Roma, 18 feb. (AdnKronos) – “Renzi e il Pd hanno il dovere politico di non nascondersi dietro il calendario della Camera, scansando e allontanando il problema perché non hanno la convinzione o la voglia di aprire un dibattito esplicito, e magari uno scontro aperto, nella sinistra italiana. Dicano con chiarezza se sono a favore o se sono contro l’ipotesi di riconoscimento di uno Stato palestinese. Non si ‘cambia verso’ sottraendosi a un dibattito esplicito su una questione decisiva”. Lo dichiara Daniele Capezzone, presidente della commissione Finanze della Camera ed esponente di Forza Italia.
“Per quanto mi riguarda – puntualizza Capezzone – ribadisco la mia contrarietà al riconoscimento di uno Stato palestinese.
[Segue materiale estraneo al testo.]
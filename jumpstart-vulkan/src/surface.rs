use std::ptr;

use ash::vk;
use jumpstart_core::{JumpstartError, JumpstartResult, ScopedHandle};
use log::{error, info};
use raw_window_handle::{RawDisplayHandle, RawWindowHandle};

use crate::library::LibraryState;

fn surface_error(function: &str, result: vk::Result) -> JumpstartError {
    error!("{} failed: {:?}", function, result);
    JumpstartError::SurfaceCreation {
        code: Some(result.as_raw()),
        message: format!("{} failed: {}", function, result),
    }
}

impl LibraryState {
    /// Creates a presentation surface for a native window into `target`. The window is
    /// only borrowed; it must outlive the surface.
    pub fn create_surface(
        &self,
        instance: vk::Instance,
        display_handle: RawDisplayHandle,
        window_handle: RawWindowHandle,
        target: &mut ScopedHandle<'_, vk::SurfaceKHR>,
    ) -> JumpstartResult<()> {
        let entry_points = self.entry_points()?;

        let result = match (display_handle, window_handle) {
            (_, RawWindowHandle::Win32(handle)) => {
                let create_win32_surface = entry_points.create_win32_surface_khr()?;
                let create_info = vk::Win32SurfaceCreateInfoKHR {
                    hinstance: handle.hinstance.map_or(0, |hinstance| hinstance.get()) as _,
                    hwnd: handle.hwnd.get() as _,
                    ..Default::default()
                };
                let slot = target.replace();
                let result = unsafe { create_win32_surface(instance, &create_info, ptr::null(), slot) };
                ("vkCreateWin32SurfaceKHR", result)
            }
            (RawDisplayHandle::Xlib(display), RawWindowHandle::Xlib(handle)) => {
                let create_xlib_surface = entry_points.create_xlib_surface_khr()?;
                let create_info = vk::XlibSurfaceCreateInfoKHR {
                    dpy: display.display.map_or(ptr::null_mut(), |dpy| dpy.as_ptr().cast()),
                    window: handle.window,
                    ..Default::default()
                };
                let slot = target.replace();
                let result = unsafe { create_xlib_surface(instance, &create_info, ptr::null(), slot) };
                ("vkCreateXlibSurfaceKHR", result)
            }
            (display, window) => {
                return Err(JumpstartError::surface_creation(format!(
                    "Unsupported window handle for this platform: {:?} / {:?}",
                    display, window
                )));
            }
        };

        match result {
            (_, vk::Result::SUCCESS) => {
                info!("Vulkan surface created successfully: {:?}", target.get());
                Ok(())
            }
            (function, result) => Err(surface_error(function, result)),
        }
    }
}

#[cfg(test)]
mod tests {
    use super::*;
    use crate::LibraryConfig;
    use raw_window_handle::{WaylandDisplayHandle, WaylandWindowHandle};
    use std::ptr::NonNull;

    #[test]
    fn surface_needs_initialized_library() {
        let state = LibraryState::new(LibraryConfig::default());
        let mut dummy = 0u8;
        let surface = NonNull::from(&mut dummy).cast();
        let display = RawDisplayHandle::Wayland(WaylandDisplayHandle::new(surface));
        let window = RawWindowHandle::Wayland(WaylandWindowHandle::new(surface));

        let mut target = ScopedHandle::new(|_: vk::SurfaceKHR| {});
        assert!(matches!(
            state.create_surface(vk::Instance::null(), display, window, &mut target),
            Err(JumpstartError::NotInitialized)
        ));
        assert!(target.is_null());
    }

    #[test]
    fn surface_error_keeps_the_result_code() {
        match surface_error("vkCreateXlibSurfaceKHR", vk::Result::ERROR_OUT_OF_HOST_MEMORY) {
            JumpstartError::SurfaceCreation { code, message } => {
                assert_eq!(code, Some(vk::Result::ERROR_OUT_OF_HOST_MEMORY.as_raw()));
                assert!(message.starts_with("vkCreateXlibSurfaceKHR"));
            }
            other => panic!("unexpected: {:?}", other),
        }
    }
}
//! Physical device discovery, scoring and logical device creation.

use std::ptr;

use ash::vk;
use jumpstart_core::{JumpstartError, JumpstartResult, ScopedHandle};
use log::{debug, error, info};

use crate::library::{LibraryState, as_ptrs};
use crate::loader::{read_into_vec, vk_error};

const DISCRETE_GPU_BONUS: u32 = 10_000;

#[derive(Clone, Copy, Debug, Default, PartialEq, Eq)]
pub struct QueueFamilyIndices {
    pub graphics: Option<u32>,
    pub present: Option<u32>,
}

impl QueueFamilyIndices {
    pub fn is_complete(&self) -> bool {
        self.graphics.is_some() && self.present.is_some()
    }
}

/// Walks `families` in index order. The first family that can present becomes
/// `present`, the first with a graphics queue becomes `graphics`; the walk stops as
/// soon as both are known.
pub fn find_queue_families(
    families: &[vk::QueueFamilyProperties],
    mut supports_present: impl FnMut(u32) -> JumpstartResult<bool>,
) -> JumpstartResult<QueueFamilyIndices> {
    let mut indices = QueueFamilyIndices::default();

    for (index, family) in families.iter().enumerate() {
        let index = index as u32;

        if indices.present.is_none() && supports_present(index)? {
            indices.present = Some(index);
        }
        if indices.graphics.is_none()
            && family.queue_count > 0
            && family.queue_flags.contains(vk::QueueFlags::GRAPHICS)
        {
            indices.graphics = Some(index);
        }
        if indices.is_complete() {
            break;
        }
    }

    Ok(indices)
}

/// Everything the selector looks at for one physical device.
#[derive(Clone, Debug)]
pub struct DeviceCandidate {
    pub physical_device: vk::PhysicalDevice,
    pub properties: vk::PhysicalDeviceProperties,
    pub features: vk::PhysicalDeviceFeatures,
    pub supports_required_extensions: bool,
    pub queue_families: QueueFamilyIndices,
}

impl DeviceCandidate {
    pub fn name(&self) -> String {
        device_name(&self.properties)
    }
}

#[derive(Clone, Debug)]
pub struct SelectedDevice {
    pub physical_device: vk::PhysicalDevice,
    pub properties: vk::PhysicalDeviceProperties,
    pub graphics_family: u32,
    pub present_family: u32,
}

impl SelectedDevice {
    pub fn name(&self) -> String {
        device_name(&self.properties)
    }

    /// Graphics and present families, deduplicated.
    pub fn unique_families(&self) -> Vec<u32> {
        if self.graphics_family == self.present_family {
            vec![self.graphics_family]
        } else {
            vec![self.graphics_family, self.present_family]
        }
    }
}

fn device_name(properties: &vk::PhysicalDeviceProperties) -> String {
    properties
        .device_name_as_c_str()
        .map(|name| name.to_string_lossy().into_owned())
        .unwrap_or_default()
}

#[derive(Clone, Debug)]
pub struct DeviceSelector {
    pub require_geometry_shader: bool,
}

impl Default for DeviceSelector {
    fn default() -> Self {
        Self {
            require_geometry_shader: true,
        }
    }
}

impl DeviceSelector {
    /// Zero means unusable.
    pub fn score(&self, candidate: &DeviceCandidate) -> u32 {
        if self.require_geometry_shader && candidate.features.geometry_shader == vk::FALSE {
            return 0;
        }
        if !candidate.supports_required_extensions || !candidate.queue_families.is_complete() {
            return 0;
        }

        let mut score = candidate.properties.limits.max_image_dimension2_d;
        if candidate.properties.device_type == vk::PhysicalDeviceType::DISCRETE_GPU {
            score = score.saturating_add(DISCRETE_GPU_BONUS);
        }
        score
    }

    /// Highest score wins; on a tie the earlier candidate is kept.
    pub fn select_best(&self, candidates: &[DeviceCandidate]) -> JumpstartResult<SelectedDevice> {
        let mut best: Option<(&DeviceCandidate, u32)> = None;

        for candidate in candidates {
            let score = self.score(candidate);
            debug!("Device \"{}\" scored {}", candidate.name(), score);
            if score > best.map_or(0, |(_, s)| s) {
                best = Some((candidate, score));
            }
        }

        let (candidate, _) = best.ok_or(JumpstartError::NoCompatibleDevice)?;
        match (candidate.queue_families.graphics, candidate.queue_families.present) {
            (Some(graphics_family), Some(present_family)) => Ok(SelectedDevice {
                physical_device: candidate.physical_device,
                properties: candidate.properties,
                graphics_family,
                present_family,
            }),
            _ => Err(JumpstartError::NoCompatibleDevice),
        }
    }
}

impl LibraryState {
    pub fn enumerate_devices(&self, instance: vk::Instance) -> JumpstartResult<Vec<vk::PhysicalDevice>> {
        let enumerate = self.entry_points()?.enumerate_physical_devices()?;
        let devices = unsafe { read_into_vec(|count, data| enumerate(instance, count, data)) }
            .map_err(vk_error("vkEnumeratePhysicalDevices"))?;
        info!("Found {} physical devices", devices.len());
        Ok(devices)
    }

    /// Whether `physical_device` offers every required device extension.
    pub fn query_device_extension_support(&self, physical_device: vk::PhysicalDevice) -> JumpstartResult<bool> {
        let enumerate = self.entry_points()?.enumerate_device_extension_properties()?;
        let available = unsafe {
            read_into_vec(|count, data| enumerate(physical_device, ptr::null(), count, data))
        }
        .map_err(vk_error("vkEnumerateDeviceExtensionProperties"))?;

        let required = self.required_device_extensions()?;
        Ok(required.iter().all(|required| {
            available
                .iter()
                .any(|props| props.extension_name_as_c_str().is_ok_and(|name| name == *required))
        }))
    }

    pub fn query_queue_families(
        &self,
        physical_device: vk::PhysicalDevice,
        surface: vk::SurfaceKHR,
    ) -> JumpstartResult<QueueFamilyIndices> {
        let entry_points = self.entry_points()?;
        let get_families = entry_points.get_physical_device_queue_family_properties()?;
        let get_support = entry_points.get_physical_device_surface_support_khr()?;

        let mut count = 0;
        unsafe { get_families(physical_device, &mut count, ptr::null_mut()) };
        let mut families = vec![vk::QueueFamilyProperties::default(); count as usize];
        unsafe { get_families(physical_device, &mut count, families.as_mut_ptr()) };
        families.truncate(count as usize);

        find_queue_families(&families, |index| {
            let mut supported = vk::FALSE;
            let result = unsafe { get_support(physical_device, index, surface, &mut supported) };
            result.result().map_err(vk_error("vkGetPhysicalDeviceSurfaceSupportKHR"))?;
            Ok(supported == vk::TRUE)
        })
    }

    /// Profiles every physical device of `instance` against `surface`.
    pub fn device_candidates(
        &self,
        instance: vk::Instance,
        surface: vk::SurfaceKHR,
    ) -> JumpstartResult<Vec<DeviceCandidate>> {
        let entry_points = self.entry_points()?;
        let get_properties = entry_points.get_physical_device_properties()?;
        let get_features = entry_points.get_physical_device_features()?;

        self.enumerate_devices(instance)?
            .into_iter()
            .map(|physical_device| {
                let mut properties = vk::PhysicalDeviceProperties::default();
                let mut features = vk::PhysicalDeviceFeatures::default();
                unsafe {
                    get_properties(physical_device, &mut properties);
                    get_features(physical_device, &mut features);
                }

                Ok(DeviceCandidate {
                    physical_device,
                    properties,
                    features,
                    supports_required_extensions: self.query_device_extension_support(physical_device)?,
                    queue_families: self.query_queue_families(physical_device, surface)?,
                })
            })
            .collect()
    }

    pub fn select_physical_device(
        &self,
        instance: vk::Instance,
        surface: vk::SurfaceKHR,
    ) -> JumpstartResult<SelectedDevice> {
        let candidates = self.device_candidates(instance, surface)?;
        let selected = DeviceSelector::default().select_best(&candidates)?;
        info!(
            "Selected device \"{}\" (graphics family {}, present family {})",
            selected.name(),
            selected.graphics_family,
            selected.present_family
        );
        Ok(selected)
    }

    /// Creates a logical device with one queue per unique family into `target`.
    pub fn create_device(
        &self,
        selected: &SelectedDevice,
        target: &mut ScopedHandle<'_, vk::Device>,
    ) -> JumpstartResult<()> {
        let create_device = self.entry_points()?.create_device()?;

        let priorities = [1.0];
        let queue_create_infos: Vec<_> = selected
            .unique_families()
            .into_iter()
            .map(|queue_family_index| vk::DeviceQueueCreateInfo {
                queue_family_index,
                p_queue_priorities: priorities.as_ptr(),
                queue_count: 1,
                ..Default::default()
            })
            .collect();

        let extension_names = as_ptrs(self.required_device_extensions()?);
        let features = vk::PhysicalDeviceFeatures::default();

        let create_info = vk::DeviceCreateInfo {
            p_queue_create_infos: queue_create_infos.as_ptr(),
            queue_create_info_count: queue_create_infos.len() as u32,
            pp_enabled_extension_names: extension_names.as_ptr(),
            enabled_extension_count: extension_names.len() as u32,
            p_enabled_features: &features,
            ..Default::default()
        };

        let slot = target.replace();
        let result = unsafe { create_device(selected.physical_device, &create_info, ptr::null(), slot) };
        if result != vk::Result::SUCCESS {
            error!("Failed to create logical device: {:?}", result);
            return Err(vk_error("vkCreateDevice")(result));
        }

        info!("Vulkan device created successfully");
        Ok(())
    }

    /// Queue 0 of `family`. Needs the device tier.
    pub fn device_queue(&self, device: vk::Device, family: u32) -> JumpstartResult<vk::Queue> {
        let get_device_queue = self.entry_points()?.get_device_queue()?;
        let mut queue = vk::Queue::null();
        unsafe { get_device_queue(device, family, 0, &mut queue) };
        Ok(queue)
    }
}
Il governo deve evitare di compiere atti e gesti simbolici che possano rappresentare forme di riconoscimento, o portare ad una accelerazione di qualsiasi processo di riconoscimento, di uno Stato palestinese al di fuori del negoziato diretto e di un accordo di pace complessivo tra le parti. E deve soprattutto evitare di compiere qualsiasi atto e gesto simbolico, diretto o indiretto, di legittimazione di organizzazioni terroristiche islamiche, Hamas compresa”.
“Tutti ricordino – prosegue l’azzurro – che Israele è l’unica democrazia di quell’area. E Israele e gli ebrei non sono solo ‘Israele’ e gli ‘ebrei’: sono il simbolo stesso del nostro Occidente. Lo sono per noi, e lo sono anche per i nemici dell’Occidente, per i nostri nemici, per i nemici della libertà e della democrazia, ad ogni latitudine”.